In the past 12 months alone, Autentic Distribution has found 22 new suppliers, producers we did not know before and who want to work with us. I am very proud about our growing number of production companies who trust Autentic enough to bring their titles to an international audience.
Genre-wise, we have moved into the true crime genre, as this trend is still ongoing and viewers don’t seem to get tired of good true crime shows. Hence we have acquired, for example, the series Crime Time and are looking for more. And over the next few months, our wildlife catalogue will get a big boost too.
We are also very proud about our cooperation with OUP, the Organisation of Ukrainian Producers, from whom we have just launched the film Mariupol – Unlost Hope. It shows the Russian-Ukrainian war through the eyes of ordinary people who lived through the first month of the invasion in Mariupol. This is a film-evidence, film-truth of ordinary citizens who found themselves inside the war, an absolutely moving film with extremely good storytelling. Another new production, 9 Lives, shows the fate of animals in a war, featuring animals like cats, dogs, lions, horses and others. Anyone who loves animals will be absolutely moved by this film.What kind of content is Autentic now looking to invest in to better serve the global marketplace?
We are one of the biggest factual distributors in Germany and a reliable number of German producers are working with us regularly. Autentic Distribution would not be what it is today without them and we have a very strong client base who are looking for precisely this kind of content. But in the mid term, my aim is for our catalogue to become more international and more commercial, so we are looking for fast-paced series in the genres of history and science, featuring captivating stories that have not been covered before, or that reveal a new angle about something already known. Our clients have a strong appetite for these kinds of shows.Mipcom is on the horizon. Please tell us about the importance of real-life industry events?
As everyone knows, our industry is a people business and real-life industry events are invaluable.
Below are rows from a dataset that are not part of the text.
//! Build progress reporting.
//!
//! The pipeline emits one event when a build starts, one per phase start and
//! completion, one per diagnostic, and one when the build ends. Reporters
//! decide how (and whether) to show them.
//!
//! # Example
//!
//! ```ignore
//! use dllbuilder::build::progress::{ConsoleProgress, ProgressEvent, ProgressReporter};
//!
//! let reporter = ConsoleProgress::new();
//! reporter.report(ProgressEvent::BuildStarted { total_phases: 2 });
//! reporter.report(ProgressEvent::PhaseStarted { target_id: "main:Assembly".to_string() });
//! ```

use std::io::Write;
use std::sync::atomic::{AtomicUsize, Ordering};
use std::sync::Mutex;

/// Status of a phase in progress events.
#[derive(Debug, Clone, PartialEq, Eq)]
pub enum TargetStatus {
    /// Artifact produced
    Success,
    /// Phase not attempted
    Skipped,
    /// Phase failed
    Failed(String),
}

impl std::fmt::Display for TargetStatus {
    fn fmt(&self, f: &mut std::fmt::Formatter<'_>) -> std::fmt::Result {
        match self {
            TargetStatus::Success => write!(f, "success"),
            TargetStatus::Skipped => write!(f, "skipped"),
            TargetStatus::Failed(e) => write!(f, "failed: {}", e),
        }
    }
}

/// Events that can be reported during a build.
#[derive(Debug, Clone)]
pub enum ProgressEvent {
    /// Build process started
    BuildStarted {
        /// Number of phases planned
        total_phases: usize,
    },
    /// A phase started
    PhaseStarted {
        /// Target identifier
        target_id: String,
    },
    /// A phase completed
    PhaseCompleted {
        /// Target identifier
        target_id: String,
        /// Phase status
        status: TargetStatus,
        /// Duration in milliseconds
        duration_ms: u64,
    },
    /// The compiler reported a warning
    Warning {
        /// Target the warning belongs to
        target_id: Option<String>,
        /// Warning text
        message: String,
    },
    /// The compiler reported an error
    Error {
        /// Target the error belongs to
        target_id: Option<String>,
        /// Error text
        message: String,
    },
    /// Build process completed
    BuildCompleted {
        /// Whether the overall build succeeded
        success: bool,
        /// Total duration in milliseconds
        duration_ms: u64,
        /// Number of artifacts built
        built: usize,
        /// Number of phases skipped
        skipped: usize,
    },
}

/// Trait for progress reporters.
pub trait ProgressReporter: Send + Sync {
    /// Report a progress event.
    fn report(&self, event: ProgressEvent);
}

/// A progress reporter that discards all events.
#[derive(Debug, Default)]
pub struct NullProgress;

impl NullProgress {
    /// Create a new null progress reporter.
    pub fn new() -> Self {
        Self
    }
}

impl ProgressReporter for NullProgress {
    fn report(&self, _event: ProgressEvent) {}
}

/// Console progress reporter with optional colors.
pub struct ConsoleProgress {
    use_colors: bool,
    current: AtomicUsize,
    total: AtomicUsize,
    output: Mutex<Box<dyn Write + Send>>,
}

impl std::fmt::Debug for ConsoleProgress {
    fn fmt(&self, f: &mut std::fmt::Formatter<'_>) -> std::fmt::Result {
        f.debug_struct("ConsoleProgress")
            .field("use_colors", &self.use_colors)
            .field("current", &self.current)
            .field("total", &self.total)
            .finish()
    }
}

impl ConsoleProgress {
    /// Create a new console progress reporter writing to stderr.
    pub fn new() -> Self {
        Self {
            use_colors: true,
            current: AtomicUsize::new(0),
            total: AtomicUsize::new(0),
            output: Mutex::new(Box::new(std::io::stderr())),
        }
    }

    /// Create a console progress reporter that writes to a custom output.
    pub fn with_output<W: Write + Send + 'static>(output: W) -> Self {
        Self {
            use_colors: false,
            current: AtomicUsize::new(0),
            total: AtomicUsize::new(0),
            output: Mutex::new(Box::new(output)),
        }
    }

    /// Set whether to use colors.
    pub fn with_colors(mut self, use_colors: bool) -> Self {
        self.use_colors = use_colors;
        self
    }

    fn color(&self, text: &str, color: &str) -> String {
        if self.use_colors {
            format!("{}{}\x1b[0m", color, text)
        } else {
            text.to_string()
        }
    }

    fn green(&self, text: &str) -> String {
        self.color(text, "\x1b[32m")
    }

    fn yellow(&self, text: &str) -> String {
        self.color(text, "\x1b[33m")
    }

    fn red(&self, text: &str) -> String {
        self.color(text, "\x1b[31m")
    }

    fn cyan(&self, text: &str) -> String {
        self.color(text, "\x1b[36m")
    }

    fn writeln(&self, line: &str) {
        if let Ok(mut output) = self.output.lock() {
            let _ = writeln!(output, "{}", line);
        }
    }
}

impl Default for ConsoleProgress {
    fn default() -> Self {
        Self::new()
    }
}

impl ProgressReporter for ConsoleProgress {
    fn report(&self, event: ProgressEvent) {
        match event {
            ProgressEvent::BuildStarted { total_phases } => {
                self.total.store(total_phases, Ordering::SeqCst);
                self.current.store(0, Ordering::SeqCst);
                self.writeln(&format!(
                    "{} Building {} phase{}...",
                    self.cyan("[build]"),
                    total_phases,
                    if total_phases == 1 { "" } else { "s" }
                ));
            }
            ProgressEvent::PhaseStarted { target_id } => {
                let current = self.current.load(Ordering::SeqCst) + 1;
                let total = self.total.load(Ordering::SeqCst);
                self.writeln(&format!(
                    "{} [{}/{}] Compiling {}...",
                    self.cyan("[build]"),
                    current,
                    total,
                    target_id
                ));
            }
            ProgressEvent::PhaseCompleted { target_id, status, duration_ms } => {
                let current = self.current.fetch_add(1, Ordering::SeqCst) + 1;
                let total = self.total.load(Ordering::SeqCst);

                let status_str = match &status {
                    TargetStatus::Success => self.green("ok"),
                    TargetStatus::Skipped => self.yellow("skipped"),
                    TargetStatus::Failed(_) => self.red("FAILED"),
                };

                self.writeln(&format!(
                    "{} [{}/{}] {} {} ({})",
                    self.cyan("[build]"),
                    current,
                    total,
                    status_str,
                    target_id,
                    format_duration(duration_ms)
                ));

                if let TargetStatus::Failed(err) = status {
                    self.writeln(&format!("        {}", self.red(&err)));
                }
            }
            ProgressEvent::Warning { target_id, message } => {
                let prefix = target_id.map(|id| format!("{}: ", id)).unwrap_or_default();
                self.writeln(&format!("{} {}{}", self.yellow("[warn]"), prefix, message));
            }
            ProgressEvent::Error { target_id, message } => {
                let prefix = target_id.map(|id| format!("{}: ", id)).unwrap_or_default();
                self.writeln(&format!("{} {}{}", self.red("[error]"), prefix, message));
            }
            ProgressEvent::BuildCompleted { success, duration_ms, built, skipped } => {
                if success {
                    self.writeln(&format!(
                        "{} {} artifact{} built, {} skipped in {}",
                        self.green("[done]"),
                        built,
                        if built == 1 { "" } else { "s" },
                        skipped,
                        format_duration(duration_ms)
                    ));
                } else {
                    self.writeln(&format!(
                        "{} Build failed after {}",
                        self.red("[error]"),
                        format_duration(duration_ms)
                    ));
                }
            }
        }
    }
}

/// Format a duration in milliseconds to a human-readable string.
fn format_duration(ms: u64) -> String {
    if ms < 1000 {
        format!("{}ms", ms)
    } else if ms < 60_000 {
        format!("{:.1}s", ms as f64 / 1000.0)
    } else {
        let minutes = ms / 60_000;
        let seconds = (ms % 60_000) / 1000;
        format!("{}m {}s", minutes, seconds)
    }
}

#[cfg(test)]
mod tests {
    use super::*;
    use std::sync::Arc;

    struct TestWriter(Arc<Mutex<Vec<u8>>>);

    impl Write for TestWriter {
        fn write(&mut self, buf: &[u8]) -> std::io::Result<usize> {
            self.0.lock().unwrap().extend_from_slice(buf);
            Ok(buf.len())
        }

        fn flush(&mut self) -> std::io::Result<()> {
            Ok(())
        }
    }

    fn capture() -> (Arc<Mutex<Vec<u8>>>, ConsoleProgress) {
        let output = Arc::new(Mutex::new(Vec::new()));
        let reporter = ConsoleProgress::with_output(TestWriter(Arc::clone(&output)));
        (output, reporter)
    }

    fn text(output: &Arc<Mutex<Vec<u8>>>) -> String {
        String::from_utf8_lossy(&output.lock().unwrap()).into_owned()
    }

    #[test]
    fn test_target_status_display() {
        assert_eq!(TargetStatus::Success.to_string(), "success");
        assert_eq!(TargetStatus::Skipped.to_string(), "skipped");
        assert_eq!(TargetStatus::Failed("error".to_string()).to_string(), "failed: error");
    }

    #[test]
    fn test_null_progress() {
        let reporter = NullProgress::new();
        reporter.report(ProgressEvent::BuildStarted { total_phases: 2 });
        reporter.report(ProgressEvent::PhaseStarted { target_id: "main:A".to_string() });
    }

    #[test]
    fn test_console_progress_phase_success() {
        let (output, reporter) = capture();
        reporter.report(ProgressEvent::BuildStarted { total_phases: 2 });
        reporter.report(ProgressEvent::PhaseStarted { target_id: "main:Assembly".to_string() });
        reporter.report(ProgressEvent::PhaseCompleted {
            target_id: "main:Assembly".to_string(),
            status: TargetStatus::Success,
            duration_ms: 150,
        });

        let text = text(&output);
        assert!(text.contains("Building 2 phases"));
        assert!(text.contains("[1/2] Compiling main:Assembly"));
        assert!(text.contains("[1/2] ok main:Assembly (150ms)"));
    }

    #[test]
    fn test_console_progress_phase_failed() {
        let (output, reporter) = capture();
        reporter.report(ProgressEvent::BuildStarted { total_phases: 1 });
        reporter.report(ProgressEvent::PhaseCompleted {
            target_id: "main:Assembly".to_string(),
            status: TargetStatus::Failed("1 error".to_string()),
            duration_ms: 50,
        });
        reporter.report(ProgressEvent::Error {
            target_id: Some("main:Assembly".to_string()),
            message: "A.cs(1,1): error CS1002: ; expected".to_string(),
        });

        let text = text(&output);
        assert!(text.contains("FAILED"));
        assert!(text.contains("1 error"));
        assert!(text.contains("[error] main:Assembly: A.cs(1,1)"));
    }

    #[test]
    fn test_console_progress_build_completed() {
        let (output, reporter) = capture();
        reporter.report(ProgressEvent::BuildCompleted {
            success: true,
            duration_ms: 1500,
            built: 2,
            skipped: 0,
        });
        assert!(text(&output).contains("2 artifacts built, 0 skipped in 1.5s"));
    }

    #[test]
    fn test_format_duration() {
        assert_eq!(format_duration(500), "500ms");
        assert_eq!(format_duration(1500), "1.5s");
        assert_eq!(format_duration(90_000), "1m 30s");
    }
}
It is difficult to build up a new relationship with a buyer via the screen alone, so it is important to meet in-person to get the relationship started. We were and still are very grateful for the possibility to have Zoom calls, especially during the pandemic, but also now to save resources and to reduce our carbon footprint. But we are very much looking forward to seeing more and more people again at in-person events and we can’t wait for Mipcom.Please tell us about some recent programme sales/investments that Autentic has made.
We have done gap-financing for a number of new projects which we will release at Mipcom, for example, history series Spies That Mapped the World, which we coproduced with Canada’s Go Button. The series is about the huge missions undertaken by Soviet spies after WWII, which have a new relevance now.
Regarding our recent programme sales and just to name a few, we pre-sold Colossal Machines II to Servus TV and Welt N24 in Germany. Canal+ Poland has picked up five programmes, among them Wild Prairie Man and World’s Most Dangerous Railway Lines. Our blue-chip wildlife documentary White Winter – A Season on the Northern Alpine Rim (1×52’) from Nautilusfilm has been sold to Czech TV and Hungary’s MTVA. Our high-end crime/science series Inside the Mind of a Con Artist (6×52′) will be available in French-speaking countries via Mediawan. The series is produced by Autentic’s in-house production unit. We also sold the history two-parter Europe’s Forgotten Dictatorships (2×45’) and The American Führer (1×52’) to PBS America UK, and closed a package of more than 50 hours of factual programming with ERT Greece. A package of 26 hours was licensed to Portugal’s RTP, including history miniseries Wrecks (3×45’) and wildlife conservation series Wildlife Diaries Australia (6×45’), also an in-house Autentic production. The new streamer Bitsmedia has also secured rights to 22 hours of factual programming.